Gordon R. Thompson (March 2, 1918 – February 4, 1995) was a justice of the Supreme Court of Nevada from 1961 to 1980.

Born in Reno, Nevada to Reuben C. Thompson and Mabel M. Thompson. Gordon Thompson was the younger brother of Bruce R. Thompson, who served as a federal judge from 1963 to 1978, The Thompson brothers had two sisters, Doris and Mary A. With his wife, Betty, Gordon had two daughters, Mada Susan and Robin Marie.

After graduating from Reno High School in 1936, Thompson attended the University of Nevada, Reno, the same university his brother attended. Post graduation with a bachelor's degree in 1940, Gordon, like his brother, Bruce, left Reno to attend California's Stanford Law School, where he earned his LL.B. in 1943.

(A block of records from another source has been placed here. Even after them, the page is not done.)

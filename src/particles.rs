use std::collections::HashMap;

use bevy::prelude::*;

use crate::components::{GamePosition, HeadlessMode, TimeFlow};

#[derive(Clone)]
pub struct ParticlePresetDef {
    pub color_start: [f32; 4],
    pub color_end: [f32; 4],
    pub size_start: f32,
    pub size_end: f32,
    pub lifetime: f32,
    pub spread_angle: f32,
    pub speed_min: f32,
    pub speed_max: f32,
    pub gravity_multiplier: f32,
    pub burst_count: u32,
}

impl Default for ParticlePresetDef {
    fn default() -> Self {
        Self {
            color_start: [1.0, 1.0, 1.0, 1.0],
            color_end: [1.0, 1.0, 1.0, 0.0],
            size_start: 4.0,
            size_end: 1.0,
            lifetime: 0.5,
            spread_angle: 40.0,
            speed_min: 20.0,
            speed_max: 120.0,
            gravity_multiplier: 0.2,
            burst_count: 16,
        }
    }
}

/// Effects the gnome game needs out of the box. A config layer could
/// overwrite these by name later; nothing looks presets up dynamically.
#[derive(Resource)]
pub struct ParticlePresetLibrary {
    pub presets: HashMap<String, ParticlePresetDef>,
}

pub const PRESET_BLOOD_FOUNTAIN: &str = "blood_fountain";
pub const PRESET_DEATH_CUT: &str = "death_cut";
pub const PRESET_DEATH_BURNED: &str = "death_burned";
pub const PRESET_GHOST_TRAIL: &str = "ghost_trail";

impl Default for ParticlePresetLibrary {
    fn default() -> Self {
        let mut presets = HashMap::new();
        presets.insert(
            PRESET_BLOOD_FOUNTAIN.to_string(),
            ParticlePresetDef {
                color_start: [0.8, 0.05, 0.05, 1.0],
                color_end: [0.4, 0.0, 0.0, 0.0],
                spread_angle: 60.0,
                speed_min: 40.0,
                speed_max: 160.0,
                gravity_multiplier: 0.6,
                lifetime: 0.8,
                burst_count: 24,
                ..Default::default()
            },
        );
        presets.insert(
            PRESET_DEATH_CUT.to_string(),
            ParticlePresetDef {
                color_start: [0.9, 0.1, 0.1, 1.0],
                color_end: [0.5, 0.05, 0.05, 0.0],
                spread_angle: 360.0,
                burst_count: 32,
                ..Default::default()
            },
        );
        presets.insert(
            PRESET_DEATH_BURNED.to_string(),
            ParticlePresetDef {
                color_start: [1.0, 0.6, 0.1, 1.0],
                color_end: [0.3, 0.3, 0.3, 0.0],
                spread_angle: 360.0,
                speed_min: 10.0,
                speed_max: 60.0,
                gravity_multiplier: -0.1,
                lifetime: 0.9,
                burst_count: 32,
                ..Default::default()
            },
        );
        presets.insert(
            PRESET_GHOST_TRAIL.to_string(),
            ParticlePresetDef {
                color_start: [0.9, 0.9, 1.0, 0.6],
                color_end: [0.9, 0.9, 1.0, 0.0],
                spread_angle: 20.0,
                speed_min: 5.0,
                speed_max: 20.0,
                gravity_multiplier: -0.3,
                lifetime: 1.2,
                burst_count: 12,
                ..Default::default()
            },
        );
        Self { presets }
    }
}

/// One-shot emitter: fires its burst on the next tick, then despawns once
/// all of its particles are on their own.
#[derive(Component)]
pub struct ParticleBurst {
    pub preset: String,
    pub fired: bool,
}

impl ParticleBurst {
    pub fn preset(name: impl Into<String>) -> Self {
        Self {
            preset: name.into(),
            fired: false,
        }
    }
}

#[derive(Component)]
pub struct ParticleInstance {
    velocity: Vec2,
    age: f32,
    lifetime: f32,
    color_start: Vec4,
    color_end: Vec4,
    size_start: f32,
    size_end: f32,
    gravity_multiplier: f32,
}

pub struct ParticlesPlugin;

impl Plugin for ParticlesPlugin {
    fn build(&self, app: &mut App) {
        app.init_resource::<ParticlePresetLibrary>()
            .add_systems(Update, (fire_bursts, update_particles).chain());
    }
}

/// Spawn a one-shot burst at a position, optionally parented so the effect
/// follows (and dies with) another entity.
pub fn spawn_burst(
    commands: &mut Commands,
    preset: &str,
    x: f32,
    y: f32,
    parent: Option<Entity>,
    headless: bool,
) -> Entity {
    let mut entity = commands.spawn((GamePosition { x, y }, ParticleBurst::preset(preset)));
    if !headless {
        entity.insert(Transform::from_xyz(x, y, 200.0));
    }
    let id = entity.id();
    if let Some(parent) = parent {
        commands.entity(id).set_parent(parent);
    }
    id
}

fn fire_bursts(
    mut commands: Commands,
    presets: Res<ParticlePresetLibrary>,
    headless: Option<Res<HeadlessMode>>,
    mut bursts: Query<(Entity, &GamePosition, &mut ParticleBurst)>,
) {
    let headless = headless.map(|h| h.0).unwrap_or(true);
    for (entity, pos, mut burst) in bursts.iter_mut() {
        if burst.fired {
            commands.entity(entity).despawn();
            continue;
        }
        burst.fired = true;
        let Some(profile) = presets.presets.get(&burst.preset) else {
            continue;
        };
        let count = profile.burst_count.clamp(1, 256);
        for i in 0..count {
            spawn_one_particle(&mut commands, pos, profile, i, count, headless);
        }
    }
}

fn update_particles(
    mut commands: Commands,
    time: Res<Time>,
    flow: Res<TimeFlow>,
    mut particles: Query<(
        Entity,
        &mut GamePosition,
        &mut ParticleInstance,
        Option<&mut Sprite>,
    )>,
) {
    let dt = time.delta_secs() * flow.scale;
    if dt <= 0.0 {
        return;
    }
    for (entity, mut pos, mut particle, sprite) in particles.iter_mut() {
        particle.age += dt;
        if particle.age >= particle.lifetime.max(0.01) {
            commands.entity(entity).despawn();
            continue;
        }

        particle.velocity.y -= 980.0 * particle.gravity_multiplier * dt;
        pos.x += particle.velocity.x * dt;
        pos.y += particle.velocity.y * dt;

        if let Some(mut sprite) = sprite {
            let t = (particle.age / particle.lifetime.max(0.01)).clamp(0.0, 1.0);
            let color = particle.color_start.lerp(particle.color_end, t);
            let size = particle.size_start + (particle.size_end - particle.size_start) * t;
            sprite.color = Color::srgba(color.x, color.y, color.z, color.w);
            sprite.custom_size = Some(Vec2::splat(size.max(0.1)));
        }
    }
}

fn spawn_one_particle(
    commands: &mut Commands,
    pos: &GamePosition,
    profile: &ParticlePresetDef,
    index: u32,
    total: u32,
    headless: bool,
) {
    let spread = profile.spread_angle.to_radians();
    let t = if total <= 1 {
        0.5
    } else {
        index as f32 / (total - 1) as f32
    };
    // Fan the burst across the spread, biased upward like a fountain.
    let angle = std::f32::consts::FRAC_PI_2 - spread * 0.5 + spread * t;
    let dir = Vec2::new(angle.cos(), angle.sin());
    let speed = profile.speed_min + (profile.speed_max - profile.speed_min) * t;

    let mut entity = commands.spawn((
        GamePosition { x: pos.x, y: pos.y },
        ParticleInstance {
            velocity: dir * speed.max(0.0),
            age: 0.0,
            lifetime: profile.lifetime.max(0.01),
            color_start: Vec4::from_array(profile.color_start),
            color_end: Vec4::from_array(profile.color_end),
            size_start: profile.size_start.max(0.1),
            size_end: profile.size_end.max(0.1),
            gravity_multiplier: profile.gravity_multiplier,
        },
    ));

    if !headless {
        entity.insert((
            Sprite::from_color(
                Color::srgba(
                    profile.color_start[0],
                    profile.color_start[1],
                    profile.color_start[2],
                    profile.color_start[3],
                ),
                Vec2::splat(profile.size_start.max(0.1)),
            ),
            Transform::from_xyz(pos.x, pos.y, 200.0),
        ));
    }
}
use std::collections::HashSet;

use bevy::prelude::*;
use rand::rngs::SmallRng;
use rand::SeedableRng;
use serde::{Deserialize, Serialize};

/// Classification tag carried by the gnome and its body parts while they
/// count as "player" for trigger purposes. Cleared on death/detach.
pub const PLAYER_TAG: &str = "player";

/// World-space position, kept separate from render transforms so every
/// gameplay system runs headless.
#[derive(Component, Clone, Copy, Default, Debug)]
pub struct GamePosition {
    pub x: f32,
    pub y: f32,
}

/// Velocity in world units per second.
#[derive(Component, Clone, Copy, Default, Debug)]
pub struct Velocity {
    pub x: f32,
    pub y: f32,
}

/// Minimal dynamic-body stand-in: integrated by the physics module, which
/// also latches `sleeping` once the body has come to rest ("settled").
#[derive(Component, Clone, Debug)]
pub struct RigidBody {
    pub gravity_scale: f32,
    pub rest_ticks: u32,
    pub sleeping: bool,
}

impl Default for RigidBody {
    fn default() -> Self {
        Self {
            gravity_scale: 1.0,
            rest_ticks: 0,
            sleeping: false,
        }
    }
}

impl RigidBody {
    pub fn is_sleeping(&self) -> bool {
        self.sleeping
    }
}

/// AABB extent used for overlap tests.
#[derive(Component, Clone, Copy, Debug)]
pub struct BoxCollider {
    pub width: f32,
    pub height: f32,
}

/// Physical attachment to another body: the owner rides `connected` at a
/// fixed offset until the joint is broken. Stripped when a detached part
/// settles, and broken immediately on detach.
#[derive(Component, Clone, Copy)]
pub struct Joint {
    pub connected: Entity,
    pub offset: Vec2,
}

impl Joint {
    pub fn new(connected: Entity, offset: Vec2) -> Self {
        Self { connected, offset }
    }
}

/// Tag-based classification ("player" vs untagged).
#[derive(Component, Clone, Default, Debug)]
pub struct Tags(pub HashSet<String>);

impl Tags {
    pub fn player() -> Self {
        Self(HashSet::from([PLAYER_TAG.to_string()]))
    }

    pub fn contains(&self, tag: &str) -> bool {
        self.0.contains(tag)
    }

    pub fn clear(&mut self) {
        self.0.clear();
    }
}

#[derive(Resource, Clone, Copy)]
pub struct HeadlessMode(pub bool);

/// Global time-flow scale. Pause and the win screen freeze the world by
/// setting this to zero; systems multiply their delta by it.
#[derive(Resource, Clone, Copy)]
pub struct TimeFlow {
    pub scale: f32,
}

impl Default for TimeFlow {
    fn default() -> Self {
        Self { scale: 1.0 }
    }
}

/// The well the gnome descends into: a floor and two walls.
#[derive(Resource, Clone, Copy, Serialize, Deserialize)]
pub struct WellGeometry {
    pub floor_y: f32,
    pub left_x: f32,
    pub right_x: f32,
}

impl Default for WellGeometry {
    fn default() -> Self {
        Self {
            floor_y: 0.0,
            left_x: -96.0,
            right_x: 96.0,
        }
    }
}

/// Uniform draws for the damage branching. Seedable so tests can pin the
/// coin flips.
#[derive(Resource)]
pub struct GameRng(pub SmallRng);

impl GameRng {
    pub fn from_seed_or_entropy(seed: Option<u64>) -> Self {
        match seed {
            Some(seed) => Self(SmallRng::seed_from_u64(seed)),
            None => Self(SmallRng::from_entropy()),
        }
    }
}

fn default_true() -> bool {
    true
}

fn default_spawn_point() -> [f32; 2] {
    [0.0, 120.0]
}

fn default_delay_after_death() -> f32 {
    1.0
}

fn default_delay_before_removing() -> f32 {
    3.0
}

fn default_delay_before_releasing_ghost() -> f32 {
    0.25
}

fn default_ghost_lifetime() -> f32 {
    2.0
}

fn default_gnome_died_sound() -> String {
    "gnome_died".to_string()
}

fn default_game_won_sound() -> String {
    "game_won".to_string()
}

fn default_sprite(name: &str) -> String {
    name.to_string()
}

/// One detachable body part in the gnome template.
#[derive(Clone, Serialize, Deserialize)]
pub struct SegmentDef {
    pub name: String,
    pub sprite: String,
    pub cut_sprite: String,
    pub burned_sprite: String,
    pub offset: [f32; 2],
    pub size: [f32; 2],
    pub fountain_offset: [f32; 2],
}

impl SegmentDef {
    fn limb(name: &str, offset: [f32; 2], size: [f32; 2], fountain_offset: [f32; 2]) -> Self {
        Self {
            name: name.to_string(),
            sprite: name.to_string(),
            cut_sprite: format!("{name}_cut"),
            burned_sprite: format!("{name}_burned"),
            offset,
            size,
            fountain_offset,
        }
    }
}

/// Injected build recipe for a gnome, normally edited as data rather than
/// code. Mirrors what the art side would author in a prefab.
#[derive(Clone, Serialize, Deserialize)]
pub struct GnomeTemplate {
    #[serde(default = "GnomeTemplate::default_body_sprite")]
    pub body_sprite: String,
    #[serde(default = "GnomeTemplate::default_arm_empty")]
    pub arm_holding_empty: String,
    #[serde(default = "GnomeTemplate::default_arm_treasure")]
    pub arm_holding_treasure: String,
    #[serde(default = "GnomeTemplate::default_segments")]
    pub segments: Vec<SegmentDef>,
}

impl GnomeTemplate {
    fn default_body_sprite() -> String {
        default_sprite("gnome_body")
    }

    fn default_arm_empty() -> String {
        default_sprite("arm_holding_empty")
    }

    fn default_arm_treasure() -> String {
        default_sprite("arm_holding_treasure")
    }

    fn default_segments() -> Vec<SegmentDef> {
        vec![
            SegmentDef::limb("head", [0.0, 10.0], [8.0, 8.0], [0.0, -4.0]),
            SegmentDef::limb("left_arm", [-6.0, 4.0], [4.0, 10.0], [0.0, 5.0]),
            SegmentDef::limb("right_arm", [6.0, 4.0], [4.0, 10.0], [0.0, 5.0]),
            SegmentDef::limb("left_leg", [-3.0, -8.0], [4.0, 10.0], [0.0, 5.0]),
            SegmentDef::limb("right_leg", [3.0, -8.0], [4.0, 10.0], [0.0, 5.0]),
        ]
    }
}

impl Default for GnomeTemplate {
    fn default() -> Self {
        Self {
            body_sprite: Self::default_body_sprite(),
            arm_holding_empty: Self::default_arm_empty(),
            arm_holding_treasure: Self::default_arm_treasure(),
            segments: Self::default_segments(),
        }
    }
}

/// What a placed zone does when a tagged body enters it.
#[derive(Clone, Copy, PartialEq, Eq, Debug, Serialize, Deserialize)]
#[serde(rename_all = "snake_case")]
pub enum ZoneKind {
    KnifeTrap,
    FireTrap,
    Treasure,
    Exit,
}

#[derive(Clone, Serialize, Deserialize)]
pub struct ZoneDef {
    pub name: String,
    pub kind: ZoneKind,
    pub position: [f32; 2],
    pub size: [f32; 2],
    #[serde(default)]
    pub sound: Option<String>,
    #[serde(default)]
    pub sprite: Option<String>,
}

fn default_zones() -> Vec<ZoneDef> {
    vec![
        ZoneDef {
            name: "knife_trap".to_string(),
            kind: ZoneKind::KnifeTrap,
            position: [-80.0, 60.0],
            size: [16.0, 8.0],
            sound: Some("knife_slice".to_string()),
            sprite: Some("knives".to_string()),
        },
        ZoneDef {
            name: "fire_trap".to_string(),
            kind: ZoneKind::FireTrap,
            position: [80.0, 30.0],
            size: [16.0, 8.0],
            sound: Some("fire_whoosh".to_string()),
            sprite: Some("flames".to_string()),
        },
        ZoneDef {
            name: "treasure".to_string(),
            kind: ZoneKind::Treasure,
            position: [0.0, 4.0],
            size: [12.0, 12.0],
            sound: Some("treasure_pickup".to_string()),
            sprite: Some("treasure_present".to_string()),
        },
        // Off to the side of the drop-in point so a fresh gnome doesn't
        // start inside it.
        ZoneDef {
            name: "exit".to_string(),
            kind: ZoneKind::Exit,
            position: [60.0, 124.0],
            size: [24.0, 12.0],
            sound: None,
            sprite: None,
        },
    ]
}

fn default_sfx() -> std::collections::HashMap<String, crate::audio::SfxDefinition> {
    let mut sfx = std::collections::HashMap::new();
    for (name, path) in [
        ("gnome_died", "audio/gnome_died.ogg"),
        ("game_won", "audio/game_won.ogg"),
        ("knife_slice", "audio/knife_slice.ogg"),
        ("fire_whoosh", "audio/fire_whoosh.ogg"),
        ("treasure_pickup", "audio/treasure_pickup.ogg"),
    ] {
        sfx.insert(
            name.to_string(),
            crate::audio::SfxDefinition {
                path: path.to_string(),
                volume: 1.0,
                pitch_variance: 0.0,
            },
        );
    }
    sfx
}

/// Top-level gameplay configuration, loaded from `gnome_well.json` when
/// present. Every field has a sensible default so the file is optional.
#[derive(Resource, Clone, Serialize, Deserialize)]
pub struct GameConfig {
    #[serde(default = "default_spawn_point")]
    pub spawn_point: [f32; 2],
    #[serde(default = "default_delay_after_death")]
    pub delay_after_death: f32,
    #[serde(default = "default_delay_before_removing")]
    pub delay_before_removing: f32,
    #[serde(default = "default_delay_before_releasing_ghost")]
    pub delay_before_releasing_ghost: f32,
    #[serde(default = "default_true")]
    pub ghost_enabled: bool,
    #[serde(default = "default_ghost_lifetime")]
    pub ghost_lifetime: f32,
    #[serde(default = "default_gnome_died_sound")]
    pub gnome_died_sound: String,
    #[serde(default = "default_game_won_sound")]
    pub game_won_sound: String,
    #[serde(default)]
    pub invincible: bool,
    #[serde(default)]
    pub rng_seed: Option<u64>,
    #[serde(default)]
    pub well: WellGeometry,
    #[serde(default)]
    pub gnome: GnomeTemplate,
    #[serde(default = "default_zones")]
    pub zones: Vec<ZoneDef>,
    #[serde(default = "default_sfx")]
    pub sfx: std::collections::HashMap<String, crate::audio::SfxDefinition>,
}

impl Default for GameConfig {
    fn default() -> Self {
        Self {
            spawn_point: default_spawn_point(),
            delay_after_death: default_delay_after_death(),
            delay_before_removing: default_delay_before_removing(),
            delay_before_releasing_ghost: default_delay_before_releasing_ghost(),
            ghost_enabled: true,
            ghost_lifetime: default_ghost_lifetime(),
            gnome_died_sound: default_gnome_died_sound(),
            game_won_sound: default_game_won_sound(),
            invincible: false,
            rng_seed: None,
            well: WellGeometry::default(),
            gnome: GnomeTemplate::default(),
            zones: default_zones(),
            sfx: default_sfx(),
        }
    }
}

From 1957 to 1959, Thompson served as one of five members of the Advisory Committee to the Supreme Court of Nevada on Rules of Civil Procedure.

In 1961, Governor Grant Sawyer appointed Thompson to the Nevada Supreme Court, making him, at 42 years old, the youngest appointee to any state supreme court in the nation at that point.

Re-elected three times, Thompson also served as chief justice several times. Among Thompson's opponents for re-election was future Chief Justice Charles Springer, a former Sawyer ally who ran against Sawyer in the 1966 primary election and made an unsuccessful bid to unseat Thompson in 1974.

During Thompson's tenure on the Court, it adopted the Nevada Rules on the Administrative Docket.

Thompson retired from the Nevada Supreme Court in 1980, citing conflicts among the court's justices.

After leaving the court, Thompson taught law at the now-defunct Old College School of Law.